60% of this market is in the US; 40% or so is elsewhere. (That is not true of
the prospective users of this, but it will be broadly true of the payers.)
Half of "elsewhere" is in an elsewhere with compares-directly-to-US living
standards.

$1 rounds to $7 for US and parity-with-us technologists; both require more
bandwidth to make the decision, as a percentage of all available bandwidth,
than they occupy a portion of the budget. $7 does not round to $1 for some
technologists elsewhere.

You won't get their business at $7; you probably don't have it at $1, either,
because they might find it difficult to physically get you a dollar. Subsidize
their price down to zero by charging US technologists an appropriate amount.

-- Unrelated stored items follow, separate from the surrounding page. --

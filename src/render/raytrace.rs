// Ray-trace pass - pipeline, shader-binding table, trace dispatch
//
// The SBT is an ordered, tightly packed buffer of shader-group records.
// Record strides come from the device's reported handle size and alignments;
// nothing here is hard-coded to a vendor's numbers.

use anyhow::{Context, Result};
use ash::vk;
use crate::backend::descriptor::{BindingDesc, DescriptorBundle};
use crate::backend::device::RayTracingProperties;
use crate::backend::resource::{BufferResource, ImageResource};
use crate::backend::{shader, VulkanDevice};
use super::uniforms::PushConstantRay;

/// Bindings of the ray-trace descriptor set.
pub mod bindings {
    pub const TLAS: u32 = 0;
    pub const OUT_IMAGE: u32 = 1;
    pub const COLOR_HISTORY: u32 = 2;
    pub const NORMAL_DEPTH: u32 = 3;
    pub const NORMAL_DEPTH_HISTORY: u32 = 4;
}

/// Round `x` up to a multiple of `align` (power of two).
pub fn align_up(x: u32, align: u32) -> u32 {
    (x + align - 1) & !(align - 1)
}

#[derive(Clone, Copy, Debug, PartialEq, Eq)]
pub struct SbtRegion {
    pub offset: u32,
    pub stride: u32,
    pub size: u32,
}

/// Byte layout of the shader-binding table: raygen, then miss, then hit,
/// each region starting on the device's base alignment.
#[derive(Clone, Copy, Debug)]
pub struct SbtLayout {
    pub handle_size: u32,
    pub raygen: SbtRegion,
    pub miss: SbtRegion,
    pub hit: SbtRegion,
}

impl SbtLayout {
    pub fn compute(props: &RayTracingProperties, miss_count: u32, hit_count: u32) -> Self {
        let handle_size = props.shader_group_handle_size;
        let handle_aligned = align_up(handle_size, props.shader_group_handle_alignment);
        let base = props.shader_group_base_alignment;

        // The raygen region is special: its size must equal its stride
        let raygen_size = align_up(handle_aligned, base);
        let miss_size = align_up(miss_count * handle_aligned, base);
        let hit_size = align_up(hit_count * handle_aligned, base);

        Self {
            handle_size,
            raygen: SbtRegion { offset: 0, stride: raygen_size, size: raygen_size },
            miss: SbtRegion { offset: raygen_size, stride: handle_aligned, size: miss_size },
            hit: SbtRegion {
                offset: raygen_size + miss_size,
                stride: handle_aligned,
                size: hit_size,
            },
        }
    }

    pub fn total_size(&self) -> u32 {
        self.hit.offset + self.hit.size
    }
}

pub struct RayTracePass {
    pub descriptors: DescriptorBundle,
    pipeline_layout: vk::PipelineLayout,
    pipeline: vk::Pipeline,
    sbt_buffer: BufferResource,
    regions: [vk::StridedDeviceAddressRegionKHR; 4],
}

impl RayTracePass {
    pub fn new(device: &VulkanDevice, scene_set_layout: vk::DescriptorSetLayout) -> Result<Self> {
        let descriptors = DescriptorBundle::new(
            device,
            &[
                BindingDesc::new(
                    bindings::TLAS,
                    vk::DescriptorType::ACCELERATION_STRUCTURE_KHR,
                    vk::ShaderStageFlags::RAYGEN_KHR | vk::ShaderStageFlags::CLOSEST_HIT_KHR,
                ),
                BindingDesc::new(
                    bindings::OUT_IMAGE,
                    vk::DescriptorType::STORAGE_IMAGE,
                    vk::ShaderStageFlags::RAYGEN_KHR,
                ),
                BindingDesc::new(
                    bindings::COLOR_HISTORY,
                    vk::DescriptorType::STORAGE_IMAGE,
                    vk::ShaderStageFlags::RAYGEN_KHR,
                ),
                BindingDesc::new(
                    bindings::NORMAL_DEPTH,
                    vk::DescriptorType::STORAGE_IMAGE,
                    vk::ShaderStageFlags::RAYGEN_KHR,
                ),
                BindingDesc::new(
                    bindings::NORMAL_DEPTH_HISTORY,
                    vk::DescriptorType::STORAGE_IMAGE,
                    vk::ShaderStageFlags::RAYGEN_KHR,
                ),
            ],
            1,
        )?;

        let set_layouts = [descriptors.layout, scene_set_layout];
        let push_stages = vk::ShaderStageFlags::RAYGEN_KHR
            | vk::ShaderStageFlags::MISS_KHR
            | vk::ShaderStageFlags::CLOSEST_HIT_KHR;
        let push_constant_range = vk::PushConstantRange::builder()
            .stage_flags(push_stages)
            .offset(0)
            .size(std::mem::size_of::<PushConstantRay>() as u32)
            .build();
        let push_constant_ranges = [push_constant_range];

        let layout_info = vk::PipelineLayoutCreateInfo::builder()
            .set_layouts(&set_layouts)
            .push_constant_ranges(&push_constant_ranges);
        let pipeline_layout = unsafe { device.device.create_pipeline_layout(&layout_info, None) }
            .context("Failed to create ray-trace pipeline layout")?;

        let rgen = shader::load_module(device, "spv/raytrace.rgen.spv")?;
        let rmiss = shader::load_module(device, "spv/raytrace.rmiss.spv")?;
        let rchit = shader::load_module(device, "spv/raytrace.rchit.spv")?;

        let stages = [
            shader::stage_info(rgen, vk::ShaderStageFlags::RAYGEN_KHR),
            shader::stage_info(rmiss, vk::ShaderStageFlags::MISS_KHR),
            shader::stage_info(rchit, vk::ShaderStageFlags::CLOSEST_HIT_KHR),
        ];

        // Group order defines the SBT order: raygen, miss, hit
        let groups = [
            vk::RayTracingShaderGroupCreateInfoKHR::builder()
                .ty(vk::RayTracingShaderGroupTypeKHR::GENERAL)
                .general_shader(0)
                .closest_hit_shader(vk::SHADER_UNUSED_KHR)
                .any_hit_shader(vk::SHADER_UNUSED_KHR)
                .intersection_shader(vk::SHADER_UNUSED_KHR)
                .build(),
            vk::RayTracingShaderGroupCreateInfoKHR::builder()
                .ty(vk::RayTracingShaderGroupTypeKHR::GENERAL)
                .general_shader(1)
                .closest_hit_shader(vk::SHADER_UNUSED_KHR)
                .any_hit_shader(vk::SHADER_UNUSED_KHR)
                .intersection_shader(vk::SHADER_UNUSED_KHR)
                .build(),
            vk::RayTracingShaderGroupCreateInfoKHR::builder()
                .ty(vk::RayTracingShaderGroupTypeKHR::TRIANGLES_HIT_GROUP)
                .general_shader(vk::SHADER_UNUSED_KHR)
                .closest_hit_shader(2)
                .any_hit_shader(vk::SHADER_UNUSED_KHR)
                .intersection_shader(vk::SHADER_UNUSED_KHR)
                .build(),
        ];

        let recursion_depth = 2.min(device.rt_properties.max_ray_recursion_depth);
        let pipeline_info = vk::RayTracingPipelineCreateInfoKHR::builder()
            .stages(&stages)
            .groups(&groups)
            .max_pipeline_ray_recursion_depth(recursion_depth)
            .layout(pipeline_layout)
            .build();

        let pipeline = unsafe {
            device.ext.rt_pipeline.create_ray_tracing_pipelines(
                vk::DeferredOperationKHR::null(),
                vk::PipelineCache::null(),
                &[pipeline_info],
                None,
            )
        };

        unsafe {
            device.device.destroy_shader_module(rgen, None);
            device.device.destroy_shader_module(rmiss, None);
            device.device.destroy_shader_module(rchit, None);
        }

        let pipeline = pipeline
            .map(|p| p[0])
            .map_err(|e| anyhow::anyhow!(e))
            .context("Failed to create ray-trace pipeline")?;

        let (sbt_buffer, regions) =
            Self::create_shader_binding_table(device, pipeline, groups.len() as u32)?;

        Ok(Self { descriptors, pipeline_layout, pipeline, sbt_buffer, regions })
    }

    fn create_shader_binding_table(
        device: &VulkanDevice,
        pipeline: vk::Pipeline,
        group_count: u32,
    ) -> Result<(BufferResource, [vk::StridedDeviceAddressRegionKHR; 4])> {
        let layout = SbtLayout::compute(&device.rt_properties, 1, 1);
        let handle_size = layout.handle_size as usize;

        let handles = unsafe {
            device.ext.rt_pipeline.get_ray_tracing_shader_group_handles(
                pipeline,
                0,
                group_count,
                group_count as usize * handle_size,
            )
        }
        .context("Failed to read shader group handles")?;

        // Scatter the packed handles to their aligned record slots
        let mut table = vec![0u8; layout.total_size() as usize];
        let copy = |table: &mut [u8], group: usize, offset: u32| {
            let src = &handles[group * handle_size..(group + 1) * handle_size];
            table[offset as usize..offset as usize + handle_size].copy_from_slice(src);
        };
        copy(&mut table, 0, layout.raygen.offset);
        copy(&mut table, 1, layout.miss.offset);
        copy(&mut table, 2, layout.hit.offset);

        let sbt_buffer = BufferResource::with_data(
            device,
            "sbt",
            vk::BufferUsageFlags::SHADER_BINDING_TABLE_KHR
                | vk::BufferUsageFlags::SHADER_DEVICE_ADDRESS,
            &table,
        )?;

        let base_address = sbt_buffer.device_address(device);
        let region = |r: SbtRegion| vk::StridedDeviceAddressRegionKHR {
            device_address: base_address + r.offset as u64,
            stride: r.stride as u64,
            size: r.size as u64,
        };
        let regions = [
            region(layout.raygen),
            region(layout.miss),
            region(layout.hit),
            vk::StridedDeviceAddressRegionKHR::default(), // no callable shaders
        ];

        Ok((sbt_buffer, regions))
    }

    /// Point the descriptor set at the current TLAS and frame images.
    /// Called at startup and again after any resize or TLAS rebuild.
    pub fn update_descriptors(
        &self,
        device: &VulkanDevice,
        tlas: vk::AccelerationStructureKHR,
        color: &ImageResource,
        color_history: &ImageResource,
        normal_depth: &ImageResource,
        normal_depth_history: &ImageResource,
    ) {
        self.descriptors.write_acceleration_structure(device, 0, bindings::TLAS, tlas);
        for (binding, image) in [
            (bindings::OUT_IMAGE, color),
            (bindings::COLOR_HISTORY, color_history),
            (bindings::NORMAL_DEPTH, normal_depth),
            (bindings::NORMAL_DEPTH_HISTORY, normal_depth_history),
        ] {
            self.descriptors.write_image(
                device,
                0,
                binding,
                vk::DescriptorType::STORAGE_IMAGE,
                image.descriptor_info(vk::ImageLayout::GENERAL),
            );
        }
    }

    pub fn trace(
        &self,
        device: &VulkanDevice,
        cmd: vk::CommandBuffer,
        extent: vk::Extent2D,
        scene_set: vk::DescriptorSet,
        push: &PushConstantRay,
    ) {
        unsafe {
            let d = &device.device;
            d.cmd_bind_pipeline(cmd, vk::PipelineBindPoint::RAY_TRACING_KHR, self.pipeline);
            d.cmd_bind_descriptor_sets(
                cmd,
                vk::PipelineBindPoint::RAY_TRACING_KHR,
                self.pipeline_layout,
                0,
                &[self.descriptors.sets[0], scene_set],
                &[],
            );
            d.cmd_push_constants(
                cmd,
                self.pipeline_layout,
                vk::ShaderStageFlags::RAYGEN_KHR
                    | vk::ShaderStageFlags::MISS_KHR
                    | vk::ShaderStageFlags::CLOSEST_HIT_KHR,
                0,
                bytemuck::bytes_of(push),
            );
            device.ext.rt_pipeline.cmd_trace_rays(
                cmd,
                &self.regions[0],
                &self.regions[1],
                &self.regions[2],
                &self.regions[3],
                extent.width,
                extent.height,
                1,
            );
        }
    }

    pub fn destroy(self, device: &VulkanDevice) {
        unsafe {
            device.device.destroy_pipeline(self.pipeline, None);
            device.device.destroy_pipeline_layout(self.pipeline_layout, None);
        }
        self.descriptors.destroy(device);
        self.sbt_buffer.destroy(device);
    }
}

#[cfg(test)]
mod tests {
    use super::*;

    fn props(handle: u32, handle_align: u32, base_align: u32) -> RayTracingProperties {
        RayTracingProperties {
            shader_group_handle_size: handle,
            shader_group_handle_alignment: handle_align,
            shader_group_base_alignment: base_align,
            max_ray_recursion_depth: 31,
        }
    }

    #[test]
    fn align_up_is_identity_on_aligned_values() {
        assert_eq!(align_up(64, 64), 64);
        assert_eq!(align_up(0, 64), 0);
        assert_eq!(align_up(33, 32), 64);
    }

    #[test]
    fn sbt_layout_on_common_hardware() {
        // 32-byte handles, 32-byte handle alignment, 64-byte base alignment
        let layout = SbtLayout::compute(&props(32, 32, 64), 1, 1);
        assert_eq!(layout.raygen, SbtRegion { offset: 0, stride: 64, size: 64 });
        assert_eq!(layout.miss, SbtRegion { offset: 64, stride: 32, size: 64 });
        assert_eq!(layout.hit, SbtRegion { offset: 128, stride: 32, size: 64 });
        assert_eq!(layout.total_size(), 192);
    }

    #[test]
    fn sbt_raygen_stride_equals_size() {
        for (h, ha, ba) in [(32, 32, 64), (32, 64, 64), (64, 64, 128)] {
            let layout = SbtLayout::compute(&props(h, ha, ba), 2, 3);
            assert_eq!(layout.raygen.stride, layout.raygen.size);
        }
    }

    #[test]
    fn sbt_regions_start_on_base_alignment() {
        let layout = SbtLayout::compute(&props(32, 64, 256), 3, 2);
        assert_eq!(layout.miss.offset % 256, 0);
        assert_eq!(layout.hit.offset % 256, 0);
        // Handles never overlap the next record
        assert!(layout.miss.stride >= layout.handle_size);
    }
}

Many people want to operate tech-facing businesses like charities for
ideological reasons or because they have an exaggerated view of the size of
the audience that won't/can't pay. That's suboptimal but survivable, if you at
least operate like a _competent_ charity. A charity which doesn't have a $250+
a year option cleanly presented to its donors who are in the top 2% of the US
income distribution is not a competent charity.

------
umbs
LWN has an enterprise subscription model (I think). I work for Hewlett Packard
and login using corporate account. The enterprise model is not well
advertised/known.

Just saying so if someone here wants to get their company to subscribe, then
it's win-win for LWN and your employees.

------
fpoling
I used to be a subscriber for LWN for like 17 years. It was so nice to be able
to look only once a week to their site and got all important stuff in a nice
format. I let my subscription to expire when they started to move to daily
news format with less focus of their high-quality weekly issues. I have found
that it brought extra noise distracting from more important issues.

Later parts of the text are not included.